The Homework Battle: How to Get Children to Do Homework

By debbie pincus, ms lmhc.

Teen girl with hands on head frustrated by homework

Parents often feel it’s their job to get their kids to do well in school. Naturally, you might get anxious about this responsibility as a parent. You might also get nervous about your kids succeeding in life—and homework often becomes the focus of that concern.

But when parents feel it’s their responsibility to get their kids to achieve, they now need something from their children—they need them to do their homework and be a success. I believe this need puts you in a powerless position as a parent because your child doesn’t have to give you what you want.

The battle about homework becomes a battle over control. Your child starts fighting to have more control over the choices in their life, while you feel that your job as a parent is to be in control of things. So you both fight harder, and it turns into a war in your home.

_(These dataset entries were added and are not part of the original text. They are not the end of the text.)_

//! Job DTOs for the submission and status contracts

use serde::{Deserialize, Serialize};
use uuid::Uuid;

use crate::domain::job::{Job, JobStatus};

/// Response to a job submission
///
/// Work happens asynchronously; callers poll the status query with `job_id`.
#[derive(Debug, Clone, Serialize, Deserialize)]
pub struct JobAccepted {
    pub job_id: Uuid,
    pub status: JobStatus,
}

impl From<&Job> for JobAccepted {
    fn from(job: &Job) -> Self {
        Self {
            job_id: job.id,
            status: job.status,
        }
    }
}

/// Filter for listing jobs
#[derive(Debug, Clone, Default, Serialize, Deserialize)]
pub struct ListJobs {
    pub status: Option<JobStatus>,
}
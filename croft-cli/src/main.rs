//! Croft CLI
//!
//! Command-line interface for submitting and inspecting Croft jobs.

mod commands;
mod config;
mod id_resolver;
mod types;

use anyhow::Result;
use clap::Parser;
use commands::{Commands, handle_command};
use config::Config;

#[derive(Parser)]
#[command(name = "croft")]
#[command(about = "Croft production data jobs CLI", long_about = None)]
struct Cli {
    /// Orchestrator URL
    #[arg(
        long,
        env = "CROFT_ORCHESTRATOR_URL",
        default_value = "http://localhost:8080"
    )]
    orchestrator_url: String,

    #[command(subcommand)]
    command: Commands,
}

#[tokio::main]
async fn main() -> Result<()> {
    let cli = Cli::parse();

    let config = Config {
        orchestrator_url: cli.orchestrator_url,
    };

    handle_command(cli.command, &config).await
}
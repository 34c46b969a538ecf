//! Job log domain types

use serde::{Deserialize, Serialize};

/// A log entry recorded while a job was processed
#[derive(Debug, Clone, Serialize, Deserialize)]
pub struct LogEntry {
    pub timestamp: chrono::DateTime<chrono::Utc>,
    pub level: LogLevel,
    pub message: String,
}

impl LogEntry {
    pub fn now(level: LogLevel, message: impl Into<String>) -> Self {
        Self {
            timestamp: chrono::Utc::now(),
            level,
            message: message.into(),
        }
    }
}

#[derive(Debug, Clone, Copy, PartialEq, Eq, Serialize, Deserialize)]
pub enum LogLevel {
    Debug,
    Info,
    Warning,
    Error,
}

impl LogLevel {
    pub fn as_str(&self) -> &'static str {
        match self {
            LogLevel::Debug => "Debug",
            LogLevel::Info => "Info",
            LogLevel::Warning => "Warning",
            LogLevel::Error => "Error",
        }
    }

    /// Unknown column values read back as `Info`
    pub fn parse(s: &str) -> Self {
        match s {
            "Debug" => LogLevel::Debug,
            "Warning" => LogLevel::Warning,
            "Error" => LogLevel::Error,
            _ => LogLevel::Info,
        }
    }
}
//! Configuration module
//!
//! Handles CLI configuration.

/// CLI configuration
#[derive(Debug, Clone)]
pub struct Config {
    /// URL of the orchestrator service
    pub orchestrator_url: String,
}
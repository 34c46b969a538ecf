//! Production import service
//!
//! Turns a staged CSV payload into stored production events: parse, validate
//! every row, then write the valid subset in one transaction that also
//! completes the job.

use chrono::Utc;
use croft_core::import::{self, BatchValidation};
use std::sync::Arc;
use tracing::{debug, info};
use uuid::Uuid;

use crate::error::DispatchError;
use crate::repository::{EventRepository, PayloadRepository};
use crate::service::LogBufferService;

/// How many rejected rows are quoted in the error of an all-rejected batch
const REJECTIONS_IN_SUMMARY: usize = 3;

pub struct ImportService {
    payloads: Arc<dyn PayloadRepository>,
    events: Arc<dyn EventRepository>,
}

impl ImportService {
    pub fn new(payloads: Arc<dyn PayloadRepository>, events: Arc<dyn EventRepository>) -> Self {
        Self { payloads, events }
    }

    /// Imports the payload staged for `job_id`
    ///
    /// On success the job is already `completed` and the returned note is its
    /// message. Rejected rows are written to `logs`, one entry per row.
    pub async fn run(
        &self,
        job_id: Uuid,
        logs: &dyn LogBufferService,
    ) -> Result<String, DispatchError> {
        let now = Utc::now();

        let payload = self
            .payloads
            .fetch(job_id, now)
            .await
            .map_err(DispatchError::Import)?
            .ok_or(DispatchError::MissingPayload(job_id))?;

        let rows = import::parse_rows(&payload)
            .map_err(|e| DispatchError::MalformedPayload(e.to_string()))?;

        let batch = import::validate_batch(&rows, now);
        debug!(
            "Job {}: {} rows, {} valid, {} rejected",
            job_id,
            batch.total(),
            batch.valid.len(),
            batch.rejected.len()
        );
        logs.info(format!("Parsed {} rows from staged payload", batch.total()));

        for rejection in &batch.rejected {
            logs.warning(rejection.to_string());
        }

        if batch.all_rejected() {
            return Err(DispatchError::AllRowsRejected {
                count: batch.total(),
                summary: rejection_summary(&batch),
            });
        }

        let note = completion_note(&batch);
        let imported = self
            .events
            .commit_import(job_id, &batch.valid, &note)
            .await
            .map_err(DispatchError::Import)?;

        info!("Job {}: imported {} production events", job_id, imported);
        logs.info(format!("Imported {} production events", imported));

        Ok(note)
    }
}

fn completion_note(batch: &BatchValidation) -> String {
    if batch.is_empty() {
        "Payload contained no rows; nothing imported".to_string()
    } else if batch.rejected.is_empty() {
        format!("Imported {} rows", batch.valid.len())
    } else {
        format!(
            "Imported {} of {} rows; {} rows rejected (see job logs)",
            batch.valid.len(),
            batch.total(),
            batch.rejected.len()
        )
    }
}

fn rejection_summary(batch: &BatchValidation) -> String {
    let mut summary = batch
        .rejected
        .iter()
        .take(REJECTIONS_IN_SUMMARY)
        .map(|r| r.to_string())
        .collect::<Vec<_>>()
        .join(" | ");

    let remaining = batch.rejected.len().saturating_sub(REJECTIONS_IN_SUMMARY);
    if remaining > 0 {
        summary.push_str(&format!(" | and {} more", remaining));
    }

    summary
}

Over the years, I’ve talked to many parents who are in the trenches with their kids, and I’ve seen firsthand that there are many creative ways kids rebel when it comes to schoolwork. Your child might forget to do their homework, do their homework but not hand it in, do it sloppily or carelessly, or not study properly for their test. These are just a few ways that kids try to hold onto the little control they have.

When this starts happening, parents feel more and more out of control, so they punish, nag, threaten, and argue. Some parents stop trying altogether to get their children to do homework. Or, and this is common, parents will over-function for their kids by doing the work for them.

Now the battle is in full swing: reactivity is heightened as anxiety is elevated—and homework gets lost in the shuffle. The hard truth for parents is that you cannot make your children do anything, let alone homework. But what you can do is to set limits, respect their individual choices, and help motivate them to motivate themselves.

You might be thinking to yourself, “You don’t know my child. I can’t motivate him to do anything.” Many parents tell me that their children are not motivated to do their work. I believe that children are motivated—they just may not be motivated the way you’d like them to be. Keep reading for some concrete tips to help you guide them in their work without having to nag, threaten, or fight with them.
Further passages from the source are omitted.